NÚMERO INDETERMINADO por Luísa Lobão Moniz

Professora agredida por uma mulher numa escola do Porto.

Onze mulheres mortas desde o dia 1 de Janeiro.

Número indeterminado de mulheres mal tratadas.

Número indeterminado de mulheres vítimas de violências várias, em casa, na rua, no trabalho.

Cento e vinte e seis homens detidos (?) por violência contra mulheres.

Vários homens agressores de mulheres em casa com proibição de se aproximarem das vítimas.

Outras tantas vítimas tiveram que sair de casa porque o agressor voltou para casa ficando a aguardar julgamento.

Juízes  dão o aval a juiz, que desculpabiliza agressor de mulher, para salvar a honra do homem.

Número indeterminado de crianças que são vítimas da violência vivida em casa.

Número indeterminado de crianças com problemas cognitivos e comportamentais por assistirem à violência de que as mães são vítimas.

Número indeterminado de mulheres que não fazem queixa na polícia por serem vítimas de agressões porque têm medo.

Número indeterminado de agentes policiais sem formação para lidar com casos de violência contra as mulheres.

Falta de segurança física para as mulheres que fazem queixa dos homens que lhes batem.

FALTA DE MOVIMENTOS CÍVICOS QUE SE ORGANIZEM CONTRA A VIOLÊNCIA SOBRE MULHERES E CRIANÇAS.

É PRECISO UMA COMUNIDADE INTEIRA PARA QUEBRAR ESTE CICLO DE SILÊNCIO E DE VIOLÊNCIA.

AFINAL O MOVIMENTO ME TOO FICOU-SE PELAS MULHERES RICAS E PODEROSAS!

Mas nem tudo é mau, há quatro anos atrás as mulheres que falaram sobre a violência de que foram vítimas não mostraram a cara, por medo. Hoje aparecem no programa “Prós e Contras”  e dão a cara.

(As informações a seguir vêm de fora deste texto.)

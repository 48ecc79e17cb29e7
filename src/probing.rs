//! Open addressing over a directory of `B`-slot buckets.
//!
//! Entries never move once stored, and a lookup stops at the first empty slot
//! along its probe sequence. [`RobinHoodProbing`] reorders entries on insert to
//! bound the variance of probe sequence lengths.

mod probing_fn;
mod robin_hood;

pub(crate) use probing_fn::ProbeSeq;
pub use probing_fn::{LinearProbing, ProbingFn, QuadraticProbing};
pub use robin_hood::RobinHoodProbing;

use crate::{
    common::{
        bucket::{bucket_count, Bucket},
        concurrent::{self, BucketLock, NoLock},
        constants::DEFAULT_MAX_PROBING_STEPS,
        error::InsertError,
        key::{Key, Payload},
    },
    hash::HashFn,
    reduction::Reducer,
    stats::{PslStats, Statistics},
    table::HashTable,
};

use std::{iter, mem};

/// An open addressing table probing with `F` over `ceil(capacity / B)` buckets.
///
/// An insert fails with [`InsertError::ProbingCycle`] once its probe sequence
/// returns to the origin bucket, and with
/// [`InsertError::MaxProbingStepsExceeded`] after `max_probing_steps` steps
/// (500 unless set with [`with_max_probing_steps`](Self::with_max_probing_steps)).
///
/// Concurrent variants lock one bucket at a time while inserting. Lookups never
/// lock.
pub struct Probing<K, P, H, R, F, const B: usize = 1, L = NoLock> {
    hasher: H,
    reducer: R,
    probing: F,
    capacity: usize,
    max_probing_steps: usize,
    buckets: Box<[Bucket<K, P, B>]>,
    locks: Box<[L]>,
}

impl<K, P, H, R, F, const B: usize, L> Probing<K, P, H, R, F, B, L>
where
    K: Key,
    P: Payload,
    H: HashFn<K>,
    R: Reducer,
    F: ProbingFn,
    L: BucketLock,
{
    /// # Panics
    ///
    /// Panics if `B` is 0 or if `capacity` rounds to an empty directory.
    pub fn new(capacity: usize, hasher: H) -> Self {
        assert!(B > 0, "bucket size must be at least 1");
        let directory_size = Self::directory_address_count(capacity);

        Self {
            hasher,
            reducer: R::new(directory_size),
            probing: F::new(directory_size),
            capacity,
            max_probing_steps: DEFAULT_MAX_PROBING_STEPS,
            buckets: iter::repeat_with(Bucket::default)
                .take(directory_size)
                .collect(),
            locks: concurrent::new_locks(directory_size),
        }
    }

    /// Sets how many probe steps an insert may take before it fails.
    pub fn with_max_probing_steps(mut self, max_probing_steps: usize) -> Self {
        self.max_probing_steps = max_probing_steps;
        self
    }

    /// Inserts a key, payload pair.
    ///
    /// Returns `Ok(false)` if the key already exists or is the sentinel.
    pub fn insert(&self, key: K, payload: P) -> Result<bool, InsertError> {
        if key.is_sentinel() {
            #[cfg(feature = "logging")]
            log::warn!("[{}] Rejected insert of the sentinel key", self.name());
            return Ok(false);
        }

        let origin = self.index_of(key);
        let mut index = origin;
        let mut step = 0;

        loop {
            {
                let _guard = self.locks[index].lock();
                for slot in &self.buckets[index].slots {
                    if slot.is_empty() {
                        slot.store(key, payload);
                        return Ok(true);
                    }
                    if slot.key() == key {
                        return Ok(false);
                    }
                }
            }

            step += 1;
            index = self.probing.probe(origin, step);
            if index == origin {
                return Err(self.fail(InsertError::ProbingCycle { table: self.name() }));
            }
            if step > self.max_probing_steps {
                return Err(self.fail(InsertError::MaxProbingStepsExceeded {
                    max: self.max_probing_steps,
                }));
            }
        }
    }

    pub fn lookup(&self, key: K) -> Option<P> {
        self.find(key).map(|(payload, _)| payload)
    }

    /// Looks up every key of `dataset` and reports the probe sequence lengths
    /// it took to find them.
    pub fn lookup_statistics(&self, dataset: &[K]) -> Statistics {
        let mut stats = PslStats::default();
        for &key in dataset {
            match self.find(key) {
                Some((_, psl)) => stats.record_found(psl),
                None => stats.record_missing(),
            }
        }

        #[cfg(feature = "logging")]
        log::debug!("[{}] {stats:?}", self.name());

        stats.into_statistics()
    }

    pub fn byte_size(&self) -> usize {
        mem::size_of::<Self>()
            + self.buckets.len() * Self::bucket_byte_size()
            + self.locks.len() * mem::size_of::<L>()
    }

    pub fn clear(&mut self) {
        for bucket in self.buckets.iter() {
            bucket.clear();
        }
    }

    pub fn name(&self) -> String {
        format!("{}_probing{}", F::name(), L::name())
    }

    pub fn hash_name(&self) -> String {
        self.hasher.name()
    }

    pub fn reducer_name(&self) -> String {
        R::name().into()
    }

    pub fn capacity(&self) -> usize {
        self.capacity
    }

    pub fn directory_size(&self) -> usize {
        self.buckets.len()
    }

    pub fn max_probing_steps(&self) -> usize {
        self.max_probing_steps
    }

    pub const fn directory_address_count(capacity: usize) -> usize {
        bucket_count(capacity, B)
    }

    pub const fn bucket_size() -> usize {
        B
    }

    pub const fn bucket_byte_size() -> usize {
        mem::size_of::<Bucket<K, P, B>>()
    }

    /// Returns the payload together with the probe step it was found at.
    fn find(&self, key: K) -> Option<(P, usize)> {
        if key.is_sentinel() {
            return None;
        }

        for (step, index) in ProbeSeq::new(&self.probing, self.index_of(key)) {
            for slot in &self.buckets[index].slots {
                let k = slot.key();
                if k == key {
                    return Some((slot.payload(), step));
                }
                if k.is_sentinel() {
                    return None;
                }
            }
        }

        None
    }

    fn fail(&self, error: InsertError) -> InsertError {
        #[cfg(feature = "logging")]
        log::error!("[{}] {error}", self.name());
        error
    }

    #[inline]
    fn index_of(&self, key: K) -> usize {
        self.reducer.reduce(self.hasher.hash(key))
    }
}

impl<K, P, H, R, F, const B: usize, L> HashTable<K, P> for Probing<K, P, H, R, F, B, L>
where
    K: Key,
    P: Payload,
    H: HashFn<K>,
    R: Reducer,
    F: ProbingFn,
    L: BucketLock,
{
    fn insert(&self, key: K, payload: P) -> Result<bool, InsertError> {
        Probing::insert(self, key, payload)
    }

    fn lookup(&self, key: K) -> Option<P> {
        Probing::lookup(self, key)
    }

    fn clear(&mut self) {
        Probing::clear(self)
    }

    fn byte_size(&self) -> usize {
        Probing::byte_size(self)
    }

    fn lookup_statistics(&self, dataset: &[K]) -> Statistics {
        Probing::lookup_statistics(self, dataset)
    }

    fn name(&self) -> String {
        Probing::name(self)
    }

    fn hash_name(&self) -> String {
        Probing::hash_name(self)
    }

    fn reducer_name(&self) -> String {
        Probing::reducer_name(self)
    }
}

#[cfg(test)]
mod tests {
    use super::{LinearProbing, Probing, QuadraticProbing};
    use crate::{
        common::{
            concurrent::SpinLock,
            error::InsertError,
            test_utils::{init_logger, FnHash},
        },
        hash::{Murmur3Finalizer, XxHash3},
        reduction::{FastRange, Modulo},
    };

    type ConstLinear<const B: usize> = Probing<u64, u64, FnHash, Modulo, LinearProbing, B>;

    #[test]
    fn full_table_reports_cycle() {
        init_logger();
        let table = ConstLinear::<1>::new(4, FnHash::constant());

        for key in 1..=4 {
            assert_eq!(table.insert(key, key), Ok(true));
        }
        assert_eq!(
            table.insert(5, 5),
            Err(InsertError::ProbingCycle {
                table: "linear_probing".into()
            })
        );

        for key in 1..=4 {
            assert_eq!(table.lookup(key), Some(key));
        }
        assert_eq!(table.lookup(5), None);
    }

    #[test]
    fn psl_follows_probe_order() {
        let table = ConstLinear::<2>::new(8, FnHash::constant());
        for key in 1..=5 {
            assert_eq!(table.insert(key, key), Ok(true));
        }

        let stats = table.lookup_statistics(&[1, 2, 3, 4, 5, 6]);
        assert_eq!(stats["min_psl"], 0.0);
        assert_eq!(stats["max_psl"], 2.0);
        // 0 + 0 + 1 + 1 + 2
        assert_eq!(stats["total_psl"], 4.0);
        assert_eq!(stats["average_psl"], 4.0 / 6.0);
    }

    #[test]
    fn max_probing_steps() {
        let table = ConstLinear::<1>::new(16, FnHash::constant()).with_max_probing_steps(3);
        assert_eq!(table.max_probing_steps(), 3);

        for key in 1..=4 {
            assert_eq!(table.insert(key, key), Ok(true));
        }
        assert_eq!(
            table.insert(5, 5),
            Err(InsertError::MaxProbingStepsExceeded { max: 3 })
        );
    }

    #[test]
    fn cycle_wins_over_step_bound() {
        // The fifth insert returns to its origin on step 4, which is also the
        // first step past the bound.
        let table = ConstLinear::<1>::new(4, FnHash::constant()).with_max_probing_steps(3);

        for key in 1..=4 {
            assert_eq!(table.insert(key, key), Ok(true));
        }
        assert_eq!(
            table.insert(5, 5),
            Err(InsertError::ProbingCycle {
                table: "linear_probing".into()
            })
        );
    }

    #[test]
    fn duplicates_and_sentinel() {
        let table = ConstLinear::<1>::new(4, FnHash::constant());

        assert_eq!(table.insert(1, 10), Ok(true));
        assert_eq!(table.insert(2, 20), Ok(true));
        assert_eq!(table.insert(2, 21), Ok(false));
        assert_eq!(table.insert(u64::MAX, 0), Ok(false));

        assert_eq!(table.lookup(2), Some(20));
        assert_eq!(table.lookup(u64::MAX), None);
    }

    #[test]
    fn quadratic_cycle_can_skip_free_buckets() {
        // From origin 0 of 4 buckets the quadratic sequence is 0, 1, 0: buckets
        // 2 and 3 are never reached.
        let table =
            Probing::<u64, u64, FnHash, Modulo, QuadraticProbing, 1>::new(4, FnHash::constant());

        assert_eq!(table.insert(1, 1), Ok(true));
        assert_eq!(table.insert(2, 2), Ok(true));
        assert!(matches!(
            table.insert(3, 3),
            Err(InsertError::ProbingCycle { .. })
        ));
    }

    #[test]
    fn clear_resets_table() {
        let mut table = ConstLinear::<1>::new(4, FnHash::constant());
        for key in 1..=4 {
            table.insert(key, key).unwrap();
        }
        let size = table.byte_size();

        table.clear();
        assert_eq!(table.byte_size(), size);
        assert_eq!(table.lookup(1), None);
        assert_eq!(table.insert(9, 9), Ok(true));
        assert_eq!(table.lookup(9), Some(9));
    }

    #[test]
    fn round_trip_with_real_hash() {
        let table = Probing::<u64, u32, XxHash3, FastRange, LinearProbing, 4>::new(
            2_000,
            XxHash3::default(),
        );
        for key in 0..1_500u64 {
            assert_eq!(table.insert(key * 7, key as u32), Ok(true));
        }
        for key in 0..1_500u64 {
            assert_eq!(table.lookup(key * 7), Some(key as u32));
        }
        assert_eq!(table.lookup(1), None);
    }

    #[test]
    fn labels_and_sizes() {
        let table = Probing::<u64, u64, Murmur3Finalizer, Modulo, QuadraticProbing, 4, SpinLock>::new(
            10,
            Murmur3Finalizer,
        );
        assert_eq!(table.name(), "quadratic_probing_spinlock");
        assert_eq!(table.reducer_name(), "modulo");
        assert_eq!(table.directory_size(), 3);
        assert_eq!(table.capacity(), 10);
    }
}
/// Probe steps a plain probing table takes before giving up on an insert.
pub(crate) const DEFAULT_MAX_PROBING_STEPS: usize = 500;

/// Displacements a cuckoo insert may trigger before the table is marked failed.
pub(crate) const DEFAULT_MAX_KICK_CYCLE_LENGTH: usize = 50_000;

/// Seed of the kicking policies' victim selection RNG.
pub(crate) const DEFAULT_KICKING_SEED: u64 = 0x5eed_c0c0_5eed_c0c0;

O caminho percorrido tem visibilidade, mas há que dar força a esta luta contra a violência sobre as mulheres.

Ainda acredito que o número de mulheres mal tratadas possa diminuir bastante, ainda acredito que o número de agressores de mulheres seja uma excepção, que as crianças sejam educadas a respeitarem a igualdade entre todos os diferentes.